| MATERIAL SHOWN |

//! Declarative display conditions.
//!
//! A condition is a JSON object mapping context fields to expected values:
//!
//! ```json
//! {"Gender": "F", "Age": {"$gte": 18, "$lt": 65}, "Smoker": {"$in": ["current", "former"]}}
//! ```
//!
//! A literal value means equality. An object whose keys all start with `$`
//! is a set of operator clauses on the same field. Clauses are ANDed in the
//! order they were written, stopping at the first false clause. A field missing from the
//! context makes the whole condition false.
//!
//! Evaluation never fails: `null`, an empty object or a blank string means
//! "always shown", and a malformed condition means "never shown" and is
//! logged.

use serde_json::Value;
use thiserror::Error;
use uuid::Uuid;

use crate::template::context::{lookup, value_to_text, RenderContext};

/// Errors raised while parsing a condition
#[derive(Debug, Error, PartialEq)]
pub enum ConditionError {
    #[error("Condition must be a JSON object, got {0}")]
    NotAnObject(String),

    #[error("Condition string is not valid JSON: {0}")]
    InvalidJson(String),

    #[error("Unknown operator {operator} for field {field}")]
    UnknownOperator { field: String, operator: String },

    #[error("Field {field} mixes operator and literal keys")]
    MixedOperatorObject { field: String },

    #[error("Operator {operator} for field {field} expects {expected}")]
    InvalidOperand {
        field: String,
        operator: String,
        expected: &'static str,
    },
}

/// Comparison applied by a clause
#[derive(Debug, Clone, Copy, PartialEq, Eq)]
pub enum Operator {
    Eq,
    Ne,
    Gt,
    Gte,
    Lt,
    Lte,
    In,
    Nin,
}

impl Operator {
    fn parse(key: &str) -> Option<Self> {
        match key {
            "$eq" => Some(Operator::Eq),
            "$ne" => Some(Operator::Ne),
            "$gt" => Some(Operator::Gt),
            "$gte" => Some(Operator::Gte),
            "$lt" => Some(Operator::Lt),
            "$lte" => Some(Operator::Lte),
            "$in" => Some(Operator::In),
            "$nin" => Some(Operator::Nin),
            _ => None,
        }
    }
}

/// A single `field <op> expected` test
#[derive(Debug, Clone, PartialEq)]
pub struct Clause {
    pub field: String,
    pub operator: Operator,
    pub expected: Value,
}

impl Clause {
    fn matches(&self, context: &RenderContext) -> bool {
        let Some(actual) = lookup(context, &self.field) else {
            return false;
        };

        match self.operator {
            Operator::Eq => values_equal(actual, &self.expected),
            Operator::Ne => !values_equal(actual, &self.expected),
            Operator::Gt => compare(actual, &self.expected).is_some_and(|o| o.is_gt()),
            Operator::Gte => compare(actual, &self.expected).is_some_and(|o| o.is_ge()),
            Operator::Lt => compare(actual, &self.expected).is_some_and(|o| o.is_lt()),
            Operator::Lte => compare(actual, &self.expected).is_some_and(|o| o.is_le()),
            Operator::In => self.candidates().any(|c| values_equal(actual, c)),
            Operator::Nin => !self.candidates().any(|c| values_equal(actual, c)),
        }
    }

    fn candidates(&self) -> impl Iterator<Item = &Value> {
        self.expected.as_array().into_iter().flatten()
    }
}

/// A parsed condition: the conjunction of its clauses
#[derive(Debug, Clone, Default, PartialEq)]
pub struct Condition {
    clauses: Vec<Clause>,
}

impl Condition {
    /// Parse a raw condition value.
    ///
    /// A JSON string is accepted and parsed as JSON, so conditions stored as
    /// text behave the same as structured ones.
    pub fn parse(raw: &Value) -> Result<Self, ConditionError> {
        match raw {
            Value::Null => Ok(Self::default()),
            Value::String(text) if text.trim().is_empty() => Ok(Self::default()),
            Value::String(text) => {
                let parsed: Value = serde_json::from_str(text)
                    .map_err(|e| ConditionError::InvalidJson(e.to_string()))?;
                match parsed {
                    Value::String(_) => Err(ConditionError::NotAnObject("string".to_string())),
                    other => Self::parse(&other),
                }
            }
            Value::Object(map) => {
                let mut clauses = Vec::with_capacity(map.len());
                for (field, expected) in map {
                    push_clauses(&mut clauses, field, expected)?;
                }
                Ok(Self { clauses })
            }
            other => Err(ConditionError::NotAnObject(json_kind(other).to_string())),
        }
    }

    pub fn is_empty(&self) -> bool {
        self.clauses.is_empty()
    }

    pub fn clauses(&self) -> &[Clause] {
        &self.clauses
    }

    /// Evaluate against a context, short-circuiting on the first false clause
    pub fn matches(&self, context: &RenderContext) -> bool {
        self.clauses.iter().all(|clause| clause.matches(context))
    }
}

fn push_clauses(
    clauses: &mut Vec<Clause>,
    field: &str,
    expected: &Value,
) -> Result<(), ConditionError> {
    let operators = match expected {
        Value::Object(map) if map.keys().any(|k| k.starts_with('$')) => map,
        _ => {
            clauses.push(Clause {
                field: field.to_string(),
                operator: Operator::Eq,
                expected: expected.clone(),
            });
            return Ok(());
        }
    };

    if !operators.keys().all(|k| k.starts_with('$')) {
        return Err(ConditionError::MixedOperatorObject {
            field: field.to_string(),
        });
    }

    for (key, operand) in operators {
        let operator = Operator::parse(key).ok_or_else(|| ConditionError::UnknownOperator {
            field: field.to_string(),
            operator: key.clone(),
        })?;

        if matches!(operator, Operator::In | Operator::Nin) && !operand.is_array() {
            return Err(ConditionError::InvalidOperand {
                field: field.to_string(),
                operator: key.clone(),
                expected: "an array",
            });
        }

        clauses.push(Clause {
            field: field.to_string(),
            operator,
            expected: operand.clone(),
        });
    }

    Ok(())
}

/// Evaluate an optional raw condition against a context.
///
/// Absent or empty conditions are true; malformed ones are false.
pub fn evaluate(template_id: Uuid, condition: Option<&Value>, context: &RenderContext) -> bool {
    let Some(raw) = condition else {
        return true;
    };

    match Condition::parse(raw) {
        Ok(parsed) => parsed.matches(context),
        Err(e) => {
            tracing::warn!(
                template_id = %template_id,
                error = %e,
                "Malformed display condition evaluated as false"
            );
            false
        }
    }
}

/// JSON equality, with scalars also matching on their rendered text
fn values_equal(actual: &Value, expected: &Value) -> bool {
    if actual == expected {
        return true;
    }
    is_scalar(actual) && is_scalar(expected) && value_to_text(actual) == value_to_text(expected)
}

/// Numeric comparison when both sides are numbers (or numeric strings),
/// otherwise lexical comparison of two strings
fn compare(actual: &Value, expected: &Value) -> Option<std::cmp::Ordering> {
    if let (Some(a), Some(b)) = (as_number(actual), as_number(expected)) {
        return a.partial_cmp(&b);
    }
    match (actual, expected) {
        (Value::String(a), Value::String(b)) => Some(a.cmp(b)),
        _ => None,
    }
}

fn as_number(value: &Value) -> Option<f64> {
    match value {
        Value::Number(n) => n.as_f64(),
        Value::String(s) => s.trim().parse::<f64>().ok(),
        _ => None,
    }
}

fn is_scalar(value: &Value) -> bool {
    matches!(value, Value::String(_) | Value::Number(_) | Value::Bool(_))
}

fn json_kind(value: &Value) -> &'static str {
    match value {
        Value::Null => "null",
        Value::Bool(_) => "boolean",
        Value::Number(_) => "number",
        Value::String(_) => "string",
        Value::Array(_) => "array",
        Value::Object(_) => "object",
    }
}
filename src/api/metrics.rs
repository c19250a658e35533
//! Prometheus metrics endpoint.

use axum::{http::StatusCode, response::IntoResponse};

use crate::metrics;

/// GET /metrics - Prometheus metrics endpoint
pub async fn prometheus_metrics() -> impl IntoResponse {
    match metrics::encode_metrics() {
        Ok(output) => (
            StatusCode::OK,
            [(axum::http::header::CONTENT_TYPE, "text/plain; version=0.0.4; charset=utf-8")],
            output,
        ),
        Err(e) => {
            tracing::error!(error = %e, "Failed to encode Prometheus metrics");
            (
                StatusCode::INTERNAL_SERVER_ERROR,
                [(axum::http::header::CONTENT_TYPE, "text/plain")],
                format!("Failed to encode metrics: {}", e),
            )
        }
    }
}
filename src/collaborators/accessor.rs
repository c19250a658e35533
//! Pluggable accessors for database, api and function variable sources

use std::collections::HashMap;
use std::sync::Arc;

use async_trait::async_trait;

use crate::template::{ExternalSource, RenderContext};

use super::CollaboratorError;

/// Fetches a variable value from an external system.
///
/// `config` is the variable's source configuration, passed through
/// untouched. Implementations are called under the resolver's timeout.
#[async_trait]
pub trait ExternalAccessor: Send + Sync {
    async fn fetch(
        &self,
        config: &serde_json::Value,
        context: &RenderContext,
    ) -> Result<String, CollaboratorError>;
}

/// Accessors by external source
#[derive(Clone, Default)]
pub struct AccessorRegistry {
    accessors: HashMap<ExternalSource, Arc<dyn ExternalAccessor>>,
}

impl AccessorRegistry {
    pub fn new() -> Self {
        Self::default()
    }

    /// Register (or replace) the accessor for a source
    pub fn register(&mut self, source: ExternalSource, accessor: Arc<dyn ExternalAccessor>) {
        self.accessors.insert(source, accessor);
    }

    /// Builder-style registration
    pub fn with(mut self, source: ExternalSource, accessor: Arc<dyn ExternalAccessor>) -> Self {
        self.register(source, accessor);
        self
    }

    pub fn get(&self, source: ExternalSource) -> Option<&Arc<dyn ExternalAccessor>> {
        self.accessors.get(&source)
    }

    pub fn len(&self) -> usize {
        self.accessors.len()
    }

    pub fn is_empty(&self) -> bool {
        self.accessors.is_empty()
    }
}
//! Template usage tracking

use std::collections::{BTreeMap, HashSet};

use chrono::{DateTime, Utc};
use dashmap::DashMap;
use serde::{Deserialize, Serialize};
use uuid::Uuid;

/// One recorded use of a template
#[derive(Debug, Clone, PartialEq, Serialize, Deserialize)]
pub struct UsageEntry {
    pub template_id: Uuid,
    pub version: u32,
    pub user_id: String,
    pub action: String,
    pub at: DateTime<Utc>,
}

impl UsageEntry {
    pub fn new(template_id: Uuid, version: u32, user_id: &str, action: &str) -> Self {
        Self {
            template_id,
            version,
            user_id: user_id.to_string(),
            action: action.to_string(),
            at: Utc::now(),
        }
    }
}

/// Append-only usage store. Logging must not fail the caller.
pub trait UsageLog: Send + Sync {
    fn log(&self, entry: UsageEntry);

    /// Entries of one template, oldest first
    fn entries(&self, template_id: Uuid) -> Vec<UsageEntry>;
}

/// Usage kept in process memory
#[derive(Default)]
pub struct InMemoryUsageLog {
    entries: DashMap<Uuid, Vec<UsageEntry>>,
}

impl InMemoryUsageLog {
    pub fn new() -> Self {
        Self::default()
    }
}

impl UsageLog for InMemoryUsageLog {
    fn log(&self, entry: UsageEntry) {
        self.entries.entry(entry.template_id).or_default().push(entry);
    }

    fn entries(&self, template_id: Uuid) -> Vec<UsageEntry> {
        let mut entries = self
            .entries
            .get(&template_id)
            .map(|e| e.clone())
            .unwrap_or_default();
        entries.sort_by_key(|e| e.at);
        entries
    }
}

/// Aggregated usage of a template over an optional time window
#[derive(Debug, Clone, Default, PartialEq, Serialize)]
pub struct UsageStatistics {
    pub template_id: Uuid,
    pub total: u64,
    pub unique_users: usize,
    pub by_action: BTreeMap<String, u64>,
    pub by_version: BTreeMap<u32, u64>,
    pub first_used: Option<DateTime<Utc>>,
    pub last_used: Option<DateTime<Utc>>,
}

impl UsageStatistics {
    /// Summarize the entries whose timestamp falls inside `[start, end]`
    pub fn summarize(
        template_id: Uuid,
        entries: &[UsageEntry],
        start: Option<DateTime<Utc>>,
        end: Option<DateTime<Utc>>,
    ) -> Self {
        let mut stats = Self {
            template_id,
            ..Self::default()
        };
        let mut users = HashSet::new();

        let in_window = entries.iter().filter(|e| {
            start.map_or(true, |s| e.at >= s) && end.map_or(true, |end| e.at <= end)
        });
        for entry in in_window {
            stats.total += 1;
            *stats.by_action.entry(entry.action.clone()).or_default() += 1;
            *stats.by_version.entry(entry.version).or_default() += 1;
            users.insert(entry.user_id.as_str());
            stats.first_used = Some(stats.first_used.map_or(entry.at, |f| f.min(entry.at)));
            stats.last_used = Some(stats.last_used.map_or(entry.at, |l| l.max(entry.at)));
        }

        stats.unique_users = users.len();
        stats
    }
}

--

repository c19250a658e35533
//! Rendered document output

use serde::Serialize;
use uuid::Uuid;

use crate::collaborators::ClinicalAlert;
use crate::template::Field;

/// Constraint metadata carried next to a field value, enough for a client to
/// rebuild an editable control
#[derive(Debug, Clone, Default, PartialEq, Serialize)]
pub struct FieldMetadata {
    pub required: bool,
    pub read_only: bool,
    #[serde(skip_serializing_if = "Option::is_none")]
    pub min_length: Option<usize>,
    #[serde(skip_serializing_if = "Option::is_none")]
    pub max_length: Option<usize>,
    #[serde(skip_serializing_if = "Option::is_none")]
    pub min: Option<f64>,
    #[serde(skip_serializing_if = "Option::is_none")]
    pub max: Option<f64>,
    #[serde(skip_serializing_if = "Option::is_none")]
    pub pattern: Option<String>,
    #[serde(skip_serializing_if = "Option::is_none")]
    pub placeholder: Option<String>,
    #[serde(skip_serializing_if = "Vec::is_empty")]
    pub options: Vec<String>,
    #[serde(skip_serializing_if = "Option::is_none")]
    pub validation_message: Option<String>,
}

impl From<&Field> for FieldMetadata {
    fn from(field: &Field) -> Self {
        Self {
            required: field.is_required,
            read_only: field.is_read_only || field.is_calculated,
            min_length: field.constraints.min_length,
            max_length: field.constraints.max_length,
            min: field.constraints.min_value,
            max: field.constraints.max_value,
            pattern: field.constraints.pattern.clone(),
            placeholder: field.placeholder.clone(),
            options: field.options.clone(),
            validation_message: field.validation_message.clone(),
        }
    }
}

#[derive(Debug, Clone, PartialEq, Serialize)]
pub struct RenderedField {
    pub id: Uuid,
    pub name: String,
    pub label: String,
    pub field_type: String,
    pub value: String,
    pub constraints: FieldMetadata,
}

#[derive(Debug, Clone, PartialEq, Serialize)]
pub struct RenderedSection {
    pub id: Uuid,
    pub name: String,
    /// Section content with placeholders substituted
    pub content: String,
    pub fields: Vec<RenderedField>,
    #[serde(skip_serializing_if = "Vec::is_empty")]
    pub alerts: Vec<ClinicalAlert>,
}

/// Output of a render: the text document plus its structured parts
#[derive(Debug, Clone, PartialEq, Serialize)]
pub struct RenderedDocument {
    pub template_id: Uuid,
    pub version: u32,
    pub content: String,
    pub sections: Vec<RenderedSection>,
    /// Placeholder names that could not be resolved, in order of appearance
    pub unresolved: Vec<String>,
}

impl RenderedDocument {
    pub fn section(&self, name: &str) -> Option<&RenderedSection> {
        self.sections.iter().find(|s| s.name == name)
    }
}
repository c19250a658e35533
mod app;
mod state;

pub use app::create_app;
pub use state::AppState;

| TASK TO COMPLETE |
Your answer should consist of the lines above that hold the word "MixedOperatorObject", copied exactly.

| TASK OUTPUT |
    MixedOperatorObject { field: String },
        return Err(ConditionError::MixedOperatorObject {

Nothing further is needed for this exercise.